Look through the records and copy each line that has "arguments" in it.
### SOURCE INFORMATION
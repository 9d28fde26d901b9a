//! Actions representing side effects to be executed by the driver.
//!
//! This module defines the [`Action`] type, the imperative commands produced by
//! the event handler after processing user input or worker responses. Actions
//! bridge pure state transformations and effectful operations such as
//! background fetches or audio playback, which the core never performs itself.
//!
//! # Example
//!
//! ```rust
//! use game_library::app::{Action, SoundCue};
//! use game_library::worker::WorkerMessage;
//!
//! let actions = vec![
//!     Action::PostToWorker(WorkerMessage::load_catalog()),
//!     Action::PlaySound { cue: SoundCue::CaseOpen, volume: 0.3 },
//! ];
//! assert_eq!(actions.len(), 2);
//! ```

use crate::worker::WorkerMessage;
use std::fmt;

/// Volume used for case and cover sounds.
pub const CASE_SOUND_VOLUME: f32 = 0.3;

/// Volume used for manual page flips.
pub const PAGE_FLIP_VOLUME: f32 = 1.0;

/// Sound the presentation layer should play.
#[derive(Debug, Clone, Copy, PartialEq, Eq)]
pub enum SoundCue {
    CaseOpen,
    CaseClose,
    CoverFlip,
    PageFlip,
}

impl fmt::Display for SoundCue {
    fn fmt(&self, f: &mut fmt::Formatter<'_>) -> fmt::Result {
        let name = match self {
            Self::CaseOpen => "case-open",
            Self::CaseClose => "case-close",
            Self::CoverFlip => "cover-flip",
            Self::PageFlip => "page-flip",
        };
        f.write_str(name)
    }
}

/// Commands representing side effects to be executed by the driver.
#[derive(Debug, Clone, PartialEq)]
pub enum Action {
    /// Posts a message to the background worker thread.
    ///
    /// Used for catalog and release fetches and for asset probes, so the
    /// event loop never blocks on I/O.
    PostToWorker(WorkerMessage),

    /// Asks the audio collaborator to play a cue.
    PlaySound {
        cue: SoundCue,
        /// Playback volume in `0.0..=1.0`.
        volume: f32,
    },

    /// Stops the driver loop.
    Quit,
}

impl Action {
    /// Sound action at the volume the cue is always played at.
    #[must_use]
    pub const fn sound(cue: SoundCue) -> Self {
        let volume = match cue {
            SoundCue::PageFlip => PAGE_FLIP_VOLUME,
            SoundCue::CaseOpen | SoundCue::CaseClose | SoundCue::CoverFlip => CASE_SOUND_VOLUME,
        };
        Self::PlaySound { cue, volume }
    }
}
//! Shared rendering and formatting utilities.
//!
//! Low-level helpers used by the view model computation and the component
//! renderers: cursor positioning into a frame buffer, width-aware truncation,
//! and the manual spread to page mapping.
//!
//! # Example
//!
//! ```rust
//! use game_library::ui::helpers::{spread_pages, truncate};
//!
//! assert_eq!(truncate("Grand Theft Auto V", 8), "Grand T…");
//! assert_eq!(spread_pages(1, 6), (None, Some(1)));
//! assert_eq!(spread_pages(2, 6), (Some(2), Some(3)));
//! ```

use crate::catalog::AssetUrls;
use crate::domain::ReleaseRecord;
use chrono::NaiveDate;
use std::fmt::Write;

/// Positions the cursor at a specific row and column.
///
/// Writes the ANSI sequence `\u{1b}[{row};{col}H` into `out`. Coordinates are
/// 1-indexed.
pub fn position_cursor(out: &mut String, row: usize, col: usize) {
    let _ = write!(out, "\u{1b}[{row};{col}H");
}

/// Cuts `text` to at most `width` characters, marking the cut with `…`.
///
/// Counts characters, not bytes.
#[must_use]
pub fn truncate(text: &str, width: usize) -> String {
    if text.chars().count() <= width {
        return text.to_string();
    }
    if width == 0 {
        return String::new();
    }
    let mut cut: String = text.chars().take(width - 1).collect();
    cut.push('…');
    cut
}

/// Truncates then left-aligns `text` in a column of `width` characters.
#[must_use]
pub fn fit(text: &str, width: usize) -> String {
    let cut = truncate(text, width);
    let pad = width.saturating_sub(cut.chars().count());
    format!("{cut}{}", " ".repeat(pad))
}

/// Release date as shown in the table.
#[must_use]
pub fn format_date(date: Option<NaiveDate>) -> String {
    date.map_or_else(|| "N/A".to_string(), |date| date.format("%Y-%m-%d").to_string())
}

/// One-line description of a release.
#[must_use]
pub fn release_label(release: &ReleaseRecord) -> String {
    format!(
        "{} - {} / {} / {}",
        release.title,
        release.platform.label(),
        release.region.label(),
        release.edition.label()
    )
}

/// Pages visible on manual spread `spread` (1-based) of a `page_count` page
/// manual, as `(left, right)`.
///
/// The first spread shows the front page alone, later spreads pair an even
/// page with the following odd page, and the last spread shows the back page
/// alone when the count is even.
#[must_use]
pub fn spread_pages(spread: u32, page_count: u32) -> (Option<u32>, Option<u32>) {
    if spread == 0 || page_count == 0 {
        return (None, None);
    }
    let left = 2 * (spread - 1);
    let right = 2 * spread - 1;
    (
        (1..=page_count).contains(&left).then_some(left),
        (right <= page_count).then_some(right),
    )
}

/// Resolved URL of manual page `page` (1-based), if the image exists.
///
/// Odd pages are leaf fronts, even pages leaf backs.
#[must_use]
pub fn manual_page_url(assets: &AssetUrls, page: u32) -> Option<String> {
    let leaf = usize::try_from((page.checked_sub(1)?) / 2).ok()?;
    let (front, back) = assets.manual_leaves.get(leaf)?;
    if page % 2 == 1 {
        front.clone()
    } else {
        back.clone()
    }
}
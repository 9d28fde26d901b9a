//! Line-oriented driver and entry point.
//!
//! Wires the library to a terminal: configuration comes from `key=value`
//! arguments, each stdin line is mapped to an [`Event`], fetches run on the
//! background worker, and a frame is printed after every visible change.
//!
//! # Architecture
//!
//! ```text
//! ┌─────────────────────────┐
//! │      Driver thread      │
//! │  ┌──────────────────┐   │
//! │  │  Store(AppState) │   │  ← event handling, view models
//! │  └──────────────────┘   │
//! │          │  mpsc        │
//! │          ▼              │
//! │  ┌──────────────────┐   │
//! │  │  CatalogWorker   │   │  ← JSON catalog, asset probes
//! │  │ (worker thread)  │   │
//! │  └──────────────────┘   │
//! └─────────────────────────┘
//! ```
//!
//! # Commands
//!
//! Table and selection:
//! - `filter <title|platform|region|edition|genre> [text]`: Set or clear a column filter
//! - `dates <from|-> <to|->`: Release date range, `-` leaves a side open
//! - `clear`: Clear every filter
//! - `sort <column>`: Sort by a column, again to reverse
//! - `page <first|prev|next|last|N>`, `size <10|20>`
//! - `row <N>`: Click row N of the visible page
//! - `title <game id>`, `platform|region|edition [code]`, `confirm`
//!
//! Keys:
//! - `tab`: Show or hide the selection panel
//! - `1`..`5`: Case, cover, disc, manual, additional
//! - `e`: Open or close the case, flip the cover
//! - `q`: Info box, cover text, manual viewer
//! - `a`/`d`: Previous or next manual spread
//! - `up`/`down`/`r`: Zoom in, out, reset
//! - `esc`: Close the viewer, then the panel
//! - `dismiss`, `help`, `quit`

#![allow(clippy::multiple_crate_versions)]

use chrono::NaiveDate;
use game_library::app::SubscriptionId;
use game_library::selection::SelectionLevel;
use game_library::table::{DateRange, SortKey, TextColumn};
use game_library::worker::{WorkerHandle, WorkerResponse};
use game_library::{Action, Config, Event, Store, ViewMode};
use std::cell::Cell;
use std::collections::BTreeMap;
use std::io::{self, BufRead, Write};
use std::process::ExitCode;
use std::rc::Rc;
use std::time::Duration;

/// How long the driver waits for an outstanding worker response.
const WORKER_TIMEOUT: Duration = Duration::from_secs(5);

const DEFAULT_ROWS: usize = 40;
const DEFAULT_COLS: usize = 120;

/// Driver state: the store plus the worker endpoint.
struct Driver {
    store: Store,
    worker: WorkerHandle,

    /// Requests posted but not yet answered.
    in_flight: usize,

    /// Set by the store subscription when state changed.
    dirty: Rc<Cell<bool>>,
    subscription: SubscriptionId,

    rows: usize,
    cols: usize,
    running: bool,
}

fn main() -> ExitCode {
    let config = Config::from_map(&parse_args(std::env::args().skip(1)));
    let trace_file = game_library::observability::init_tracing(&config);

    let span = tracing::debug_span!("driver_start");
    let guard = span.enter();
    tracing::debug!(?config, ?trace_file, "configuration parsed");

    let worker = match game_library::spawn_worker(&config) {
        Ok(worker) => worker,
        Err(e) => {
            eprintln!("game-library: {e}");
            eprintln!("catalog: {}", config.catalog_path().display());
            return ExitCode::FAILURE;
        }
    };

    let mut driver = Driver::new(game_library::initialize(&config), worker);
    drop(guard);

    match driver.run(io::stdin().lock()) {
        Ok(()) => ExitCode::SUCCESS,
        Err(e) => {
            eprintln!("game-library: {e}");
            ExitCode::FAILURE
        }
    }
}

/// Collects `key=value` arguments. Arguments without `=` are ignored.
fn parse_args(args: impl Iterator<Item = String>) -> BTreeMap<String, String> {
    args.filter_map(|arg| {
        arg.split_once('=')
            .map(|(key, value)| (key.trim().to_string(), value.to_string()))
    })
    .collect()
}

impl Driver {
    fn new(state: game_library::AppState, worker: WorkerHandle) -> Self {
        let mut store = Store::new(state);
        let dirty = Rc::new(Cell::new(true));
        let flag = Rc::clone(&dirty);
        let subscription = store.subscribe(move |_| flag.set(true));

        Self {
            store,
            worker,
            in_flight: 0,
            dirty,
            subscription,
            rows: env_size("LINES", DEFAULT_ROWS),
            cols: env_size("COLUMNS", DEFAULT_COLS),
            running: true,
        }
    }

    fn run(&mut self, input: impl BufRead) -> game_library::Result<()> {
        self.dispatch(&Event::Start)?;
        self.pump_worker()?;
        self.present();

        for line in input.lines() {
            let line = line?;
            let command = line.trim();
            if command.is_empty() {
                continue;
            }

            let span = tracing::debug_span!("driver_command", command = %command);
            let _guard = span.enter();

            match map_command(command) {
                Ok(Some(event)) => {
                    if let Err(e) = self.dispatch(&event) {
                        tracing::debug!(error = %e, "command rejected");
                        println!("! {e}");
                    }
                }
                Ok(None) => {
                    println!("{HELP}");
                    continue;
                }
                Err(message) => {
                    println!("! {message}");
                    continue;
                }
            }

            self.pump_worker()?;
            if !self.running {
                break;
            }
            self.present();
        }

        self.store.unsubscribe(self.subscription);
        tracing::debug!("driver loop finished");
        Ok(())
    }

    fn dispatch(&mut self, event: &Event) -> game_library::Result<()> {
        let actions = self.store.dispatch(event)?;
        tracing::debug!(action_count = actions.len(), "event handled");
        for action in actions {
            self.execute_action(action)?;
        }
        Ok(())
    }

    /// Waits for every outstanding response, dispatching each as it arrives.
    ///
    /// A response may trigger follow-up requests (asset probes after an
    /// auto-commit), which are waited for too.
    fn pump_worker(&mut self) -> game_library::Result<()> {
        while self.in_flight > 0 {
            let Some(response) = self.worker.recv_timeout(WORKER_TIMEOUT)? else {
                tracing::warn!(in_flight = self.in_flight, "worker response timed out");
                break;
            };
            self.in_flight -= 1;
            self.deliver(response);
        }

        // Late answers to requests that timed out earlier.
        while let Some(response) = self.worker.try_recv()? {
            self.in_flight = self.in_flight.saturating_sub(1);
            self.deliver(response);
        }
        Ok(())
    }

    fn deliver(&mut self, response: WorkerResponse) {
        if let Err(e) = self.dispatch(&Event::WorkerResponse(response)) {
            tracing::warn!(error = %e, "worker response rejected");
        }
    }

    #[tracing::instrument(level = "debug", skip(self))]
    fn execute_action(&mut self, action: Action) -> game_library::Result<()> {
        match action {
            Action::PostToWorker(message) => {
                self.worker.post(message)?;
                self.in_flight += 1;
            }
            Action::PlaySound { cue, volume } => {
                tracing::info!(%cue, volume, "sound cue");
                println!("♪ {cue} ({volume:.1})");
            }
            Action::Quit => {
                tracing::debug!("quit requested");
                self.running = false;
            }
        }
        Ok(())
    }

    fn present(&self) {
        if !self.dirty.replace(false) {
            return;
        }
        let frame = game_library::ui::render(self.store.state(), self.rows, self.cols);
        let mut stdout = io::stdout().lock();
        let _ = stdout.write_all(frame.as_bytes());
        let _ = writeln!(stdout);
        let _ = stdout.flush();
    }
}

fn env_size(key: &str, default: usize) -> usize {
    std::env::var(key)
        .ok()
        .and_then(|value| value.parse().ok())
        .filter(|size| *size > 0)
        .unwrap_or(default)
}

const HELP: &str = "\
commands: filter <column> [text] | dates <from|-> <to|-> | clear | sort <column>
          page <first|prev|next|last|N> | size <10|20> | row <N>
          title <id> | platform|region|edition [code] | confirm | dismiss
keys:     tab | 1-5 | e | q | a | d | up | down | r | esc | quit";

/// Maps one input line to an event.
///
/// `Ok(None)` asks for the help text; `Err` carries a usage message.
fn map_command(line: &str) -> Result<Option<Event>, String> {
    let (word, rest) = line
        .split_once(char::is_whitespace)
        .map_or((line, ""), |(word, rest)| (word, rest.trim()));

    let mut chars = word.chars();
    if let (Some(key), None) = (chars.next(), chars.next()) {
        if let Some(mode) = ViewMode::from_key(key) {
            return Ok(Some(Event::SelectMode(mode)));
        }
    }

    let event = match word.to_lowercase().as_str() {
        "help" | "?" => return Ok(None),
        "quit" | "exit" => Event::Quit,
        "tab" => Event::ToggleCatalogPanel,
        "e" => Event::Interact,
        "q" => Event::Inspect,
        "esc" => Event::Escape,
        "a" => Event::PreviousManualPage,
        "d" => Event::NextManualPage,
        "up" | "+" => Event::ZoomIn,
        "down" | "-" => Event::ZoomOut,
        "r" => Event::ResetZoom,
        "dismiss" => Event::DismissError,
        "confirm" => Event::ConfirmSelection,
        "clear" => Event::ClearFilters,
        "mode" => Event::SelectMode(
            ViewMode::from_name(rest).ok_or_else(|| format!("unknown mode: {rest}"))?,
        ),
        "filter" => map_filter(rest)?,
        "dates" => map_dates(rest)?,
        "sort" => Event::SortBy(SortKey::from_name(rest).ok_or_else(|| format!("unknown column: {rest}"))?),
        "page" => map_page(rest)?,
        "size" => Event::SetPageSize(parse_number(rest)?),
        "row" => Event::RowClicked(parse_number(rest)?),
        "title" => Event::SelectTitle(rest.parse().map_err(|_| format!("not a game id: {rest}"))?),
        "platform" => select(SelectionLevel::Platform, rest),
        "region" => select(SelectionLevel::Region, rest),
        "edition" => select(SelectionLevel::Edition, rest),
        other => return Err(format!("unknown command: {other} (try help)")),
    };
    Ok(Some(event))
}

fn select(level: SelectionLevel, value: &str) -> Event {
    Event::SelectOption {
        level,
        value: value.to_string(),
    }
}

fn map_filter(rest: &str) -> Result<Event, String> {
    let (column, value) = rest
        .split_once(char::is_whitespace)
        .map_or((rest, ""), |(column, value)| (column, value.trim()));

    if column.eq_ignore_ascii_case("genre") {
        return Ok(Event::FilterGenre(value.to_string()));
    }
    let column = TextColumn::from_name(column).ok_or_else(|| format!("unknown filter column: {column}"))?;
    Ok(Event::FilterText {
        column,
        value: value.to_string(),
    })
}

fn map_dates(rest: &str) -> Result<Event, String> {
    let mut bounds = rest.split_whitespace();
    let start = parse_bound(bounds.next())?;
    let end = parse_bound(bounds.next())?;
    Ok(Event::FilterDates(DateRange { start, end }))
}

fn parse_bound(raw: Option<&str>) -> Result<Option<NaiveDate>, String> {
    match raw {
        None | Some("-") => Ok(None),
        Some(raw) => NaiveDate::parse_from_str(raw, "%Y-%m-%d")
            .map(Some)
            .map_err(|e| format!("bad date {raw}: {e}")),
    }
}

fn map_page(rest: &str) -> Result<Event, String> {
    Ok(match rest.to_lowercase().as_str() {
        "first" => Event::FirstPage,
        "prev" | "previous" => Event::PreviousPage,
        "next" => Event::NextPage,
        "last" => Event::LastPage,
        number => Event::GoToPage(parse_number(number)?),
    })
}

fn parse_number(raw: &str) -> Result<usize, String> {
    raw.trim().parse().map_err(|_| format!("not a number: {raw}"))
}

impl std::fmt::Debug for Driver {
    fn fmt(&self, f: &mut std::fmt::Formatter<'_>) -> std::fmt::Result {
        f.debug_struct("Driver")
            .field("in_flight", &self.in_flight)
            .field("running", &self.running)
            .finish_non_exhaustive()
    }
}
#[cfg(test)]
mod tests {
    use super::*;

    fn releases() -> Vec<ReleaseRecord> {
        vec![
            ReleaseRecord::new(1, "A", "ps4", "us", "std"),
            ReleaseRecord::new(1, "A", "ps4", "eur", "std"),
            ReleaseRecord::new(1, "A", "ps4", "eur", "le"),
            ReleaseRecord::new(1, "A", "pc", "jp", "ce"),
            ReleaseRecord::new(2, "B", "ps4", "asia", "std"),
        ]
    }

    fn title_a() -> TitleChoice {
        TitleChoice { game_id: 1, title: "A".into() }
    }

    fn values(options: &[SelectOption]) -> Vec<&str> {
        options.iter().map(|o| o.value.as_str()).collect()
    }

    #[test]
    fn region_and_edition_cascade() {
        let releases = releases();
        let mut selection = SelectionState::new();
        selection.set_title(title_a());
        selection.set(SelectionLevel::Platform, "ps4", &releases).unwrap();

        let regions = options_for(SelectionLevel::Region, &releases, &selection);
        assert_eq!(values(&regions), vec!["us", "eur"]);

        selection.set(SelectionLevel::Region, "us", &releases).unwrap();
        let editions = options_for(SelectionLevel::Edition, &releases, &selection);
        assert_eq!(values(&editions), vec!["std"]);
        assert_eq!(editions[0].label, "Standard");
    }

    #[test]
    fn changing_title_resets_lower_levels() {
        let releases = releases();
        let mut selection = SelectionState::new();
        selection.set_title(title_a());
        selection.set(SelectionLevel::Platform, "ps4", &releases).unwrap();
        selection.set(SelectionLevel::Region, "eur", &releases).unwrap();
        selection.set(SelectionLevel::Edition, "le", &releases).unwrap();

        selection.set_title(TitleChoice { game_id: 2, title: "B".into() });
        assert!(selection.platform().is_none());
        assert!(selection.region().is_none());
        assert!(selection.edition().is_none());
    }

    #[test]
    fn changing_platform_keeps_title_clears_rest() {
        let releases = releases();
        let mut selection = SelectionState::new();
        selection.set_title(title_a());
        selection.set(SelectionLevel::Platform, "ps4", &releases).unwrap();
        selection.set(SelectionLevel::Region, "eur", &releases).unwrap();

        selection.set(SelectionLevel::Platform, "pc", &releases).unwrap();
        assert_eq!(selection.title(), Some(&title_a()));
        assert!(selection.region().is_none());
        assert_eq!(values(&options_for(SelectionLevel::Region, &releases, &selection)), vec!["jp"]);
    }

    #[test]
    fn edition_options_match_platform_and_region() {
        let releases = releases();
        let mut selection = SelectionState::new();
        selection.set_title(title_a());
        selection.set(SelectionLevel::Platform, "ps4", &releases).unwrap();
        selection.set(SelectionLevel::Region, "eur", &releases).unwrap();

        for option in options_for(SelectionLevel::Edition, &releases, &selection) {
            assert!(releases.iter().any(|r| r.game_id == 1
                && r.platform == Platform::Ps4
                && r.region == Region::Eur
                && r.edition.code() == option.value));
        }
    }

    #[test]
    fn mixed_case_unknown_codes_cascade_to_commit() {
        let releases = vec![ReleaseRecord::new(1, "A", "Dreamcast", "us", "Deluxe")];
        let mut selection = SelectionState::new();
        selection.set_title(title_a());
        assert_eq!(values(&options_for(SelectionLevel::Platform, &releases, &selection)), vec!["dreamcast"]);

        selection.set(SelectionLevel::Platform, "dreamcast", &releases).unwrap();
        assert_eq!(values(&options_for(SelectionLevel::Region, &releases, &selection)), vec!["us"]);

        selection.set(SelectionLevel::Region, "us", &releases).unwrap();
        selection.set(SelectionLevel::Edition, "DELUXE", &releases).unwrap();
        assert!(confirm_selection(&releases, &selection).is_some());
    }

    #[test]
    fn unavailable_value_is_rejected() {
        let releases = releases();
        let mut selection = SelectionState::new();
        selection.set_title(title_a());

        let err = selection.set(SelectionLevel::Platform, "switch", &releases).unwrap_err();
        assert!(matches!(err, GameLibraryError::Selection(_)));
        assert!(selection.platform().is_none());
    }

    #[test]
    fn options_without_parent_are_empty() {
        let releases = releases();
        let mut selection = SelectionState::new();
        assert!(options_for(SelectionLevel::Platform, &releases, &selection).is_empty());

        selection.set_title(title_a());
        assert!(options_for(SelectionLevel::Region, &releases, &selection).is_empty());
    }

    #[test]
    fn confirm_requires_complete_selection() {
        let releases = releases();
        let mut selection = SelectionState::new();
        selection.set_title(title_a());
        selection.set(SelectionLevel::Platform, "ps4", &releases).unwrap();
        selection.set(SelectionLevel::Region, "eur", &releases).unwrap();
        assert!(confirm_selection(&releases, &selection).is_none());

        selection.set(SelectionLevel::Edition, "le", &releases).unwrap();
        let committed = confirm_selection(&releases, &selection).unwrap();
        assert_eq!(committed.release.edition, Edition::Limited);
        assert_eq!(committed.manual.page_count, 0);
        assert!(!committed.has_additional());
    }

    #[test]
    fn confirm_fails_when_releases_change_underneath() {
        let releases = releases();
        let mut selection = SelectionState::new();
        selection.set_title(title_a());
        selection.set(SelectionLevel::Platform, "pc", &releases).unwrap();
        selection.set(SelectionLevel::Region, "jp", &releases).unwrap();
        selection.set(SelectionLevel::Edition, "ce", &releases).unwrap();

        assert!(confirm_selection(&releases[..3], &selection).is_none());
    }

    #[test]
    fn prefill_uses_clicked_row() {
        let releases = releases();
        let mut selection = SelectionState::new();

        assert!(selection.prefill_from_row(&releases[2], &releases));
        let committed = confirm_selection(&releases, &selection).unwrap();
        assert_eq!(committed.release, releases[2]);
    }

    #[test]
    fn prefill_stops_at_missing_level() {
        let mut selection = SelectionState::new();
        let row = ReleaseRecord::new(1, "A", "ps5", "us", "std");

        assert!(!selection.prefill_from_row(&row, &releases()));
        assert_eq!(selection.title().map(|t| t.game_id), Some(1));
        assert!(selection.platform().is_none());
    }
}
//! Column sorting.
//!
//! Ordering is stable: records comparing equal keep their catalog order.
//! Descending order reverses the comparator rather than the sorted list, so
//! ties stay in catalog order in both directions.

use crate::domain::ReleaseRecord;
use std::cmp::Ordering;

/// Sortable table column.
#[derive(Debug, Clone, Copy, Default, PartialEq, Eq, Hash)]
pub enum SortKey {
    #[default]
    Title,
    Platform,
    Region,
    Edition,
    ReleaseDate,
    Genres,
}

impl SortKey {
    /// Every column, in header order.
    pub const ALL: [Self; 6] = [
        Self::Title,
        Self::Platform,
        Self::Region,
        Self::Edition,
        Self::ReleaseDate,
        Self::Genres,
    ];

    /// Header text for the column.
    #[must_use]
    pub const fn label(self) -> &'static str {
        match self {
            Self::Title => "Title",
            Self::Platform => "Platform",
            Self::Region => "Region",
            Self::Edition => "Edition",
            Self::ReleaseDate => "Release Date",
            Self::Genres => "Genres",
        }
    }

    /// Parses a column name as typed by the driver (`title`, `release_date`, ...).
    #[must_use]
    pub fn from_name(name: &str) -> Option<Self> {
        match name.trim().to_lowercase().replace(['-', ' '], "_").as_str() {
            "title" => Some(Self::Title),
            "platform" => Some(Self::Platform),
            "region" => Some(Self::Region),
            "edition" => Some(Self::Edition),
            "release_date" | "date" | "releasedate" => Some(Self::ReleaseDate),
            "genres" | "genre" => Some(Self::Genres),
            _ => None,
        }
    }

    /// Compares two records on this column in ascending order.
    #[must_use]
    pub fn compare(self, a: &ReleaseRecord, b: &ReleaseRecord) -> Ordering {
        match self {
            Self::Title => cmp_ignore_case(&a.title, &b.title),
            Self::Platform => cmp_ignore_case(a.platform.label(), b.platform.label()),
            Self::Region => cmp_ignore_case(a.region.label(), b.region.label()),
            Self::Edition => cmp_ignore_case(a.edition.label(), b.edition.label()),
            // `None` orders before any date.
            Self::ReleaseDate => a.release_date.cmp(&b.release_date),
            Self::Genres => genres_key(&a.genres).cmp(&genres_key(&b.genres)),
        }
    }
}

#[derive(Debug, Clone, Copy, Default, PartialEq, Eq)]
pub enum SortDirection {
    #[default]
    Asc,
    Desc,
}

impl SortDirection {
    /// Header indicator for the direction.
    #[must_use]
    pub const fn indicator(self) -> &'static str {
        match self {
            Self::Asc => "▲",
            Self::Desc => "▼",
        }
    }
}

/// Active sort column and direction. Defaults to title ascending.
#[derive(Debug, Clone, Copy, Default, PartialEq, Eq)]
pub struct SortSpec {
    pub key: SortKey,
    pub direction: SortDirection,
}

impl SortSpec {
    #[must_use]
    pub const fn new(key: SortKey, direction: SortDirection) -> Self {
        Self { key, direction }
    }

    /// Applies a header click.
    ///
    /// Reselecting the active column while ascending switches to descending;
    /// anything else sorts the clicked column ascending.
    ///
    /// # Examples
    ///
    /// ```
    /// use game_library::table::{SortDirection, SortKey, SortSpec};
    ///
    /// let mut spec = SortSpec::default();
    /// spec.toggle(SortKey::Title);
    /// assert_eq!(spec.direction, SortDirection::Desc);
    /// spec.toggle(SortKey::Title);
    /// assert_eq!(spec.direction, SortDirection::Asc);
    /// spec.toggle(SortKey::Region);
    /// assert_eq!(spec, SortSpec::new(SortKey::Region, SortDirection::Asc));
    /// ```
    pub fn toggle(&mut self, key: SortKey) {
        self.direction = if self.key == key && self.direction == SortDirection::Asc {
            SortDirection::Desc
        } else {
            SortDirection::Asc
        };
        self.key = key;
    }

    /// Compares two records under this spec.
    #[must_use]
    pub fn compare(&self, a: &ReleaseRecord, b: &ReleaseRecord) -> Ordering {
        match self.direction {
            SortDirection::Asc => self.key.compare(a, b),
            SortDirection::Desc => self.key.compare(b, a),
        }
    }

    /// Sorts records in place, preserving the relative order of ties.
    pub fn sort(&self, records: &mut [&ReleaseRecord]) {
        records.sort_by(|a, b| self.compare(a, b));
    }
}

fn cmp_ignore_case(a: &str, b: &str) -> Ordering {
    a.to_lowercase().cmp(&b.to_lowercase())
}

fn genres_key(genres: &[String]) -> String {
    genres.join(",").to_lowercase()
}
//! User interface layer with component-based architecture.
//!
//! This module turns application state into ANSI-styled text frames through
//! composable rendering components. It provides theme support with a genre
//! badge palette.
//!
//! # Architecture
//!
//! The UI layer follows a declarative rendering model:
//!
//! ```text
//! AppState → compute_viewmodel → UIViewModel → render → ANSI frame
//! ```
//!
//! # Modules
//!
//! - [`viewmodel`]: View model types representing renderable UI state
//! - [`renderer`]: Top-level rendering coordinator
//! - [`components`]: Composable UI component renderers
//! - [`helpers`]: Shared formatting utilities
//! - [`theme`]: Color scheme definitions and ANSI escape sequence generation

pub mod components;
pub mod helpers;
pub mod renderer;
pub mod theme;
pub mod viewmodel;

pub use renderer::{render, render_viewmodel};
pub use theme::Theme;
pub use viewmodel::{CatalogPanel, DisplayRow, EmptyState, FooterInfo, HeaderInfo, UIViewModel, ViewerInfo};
######
**WRITTEN SOLUTION:**
//! arguments, each stdin line is mapped to an [`Event`], fetches run on the
/// Collects `key=value` arguments. Arguments without `=` are ignored.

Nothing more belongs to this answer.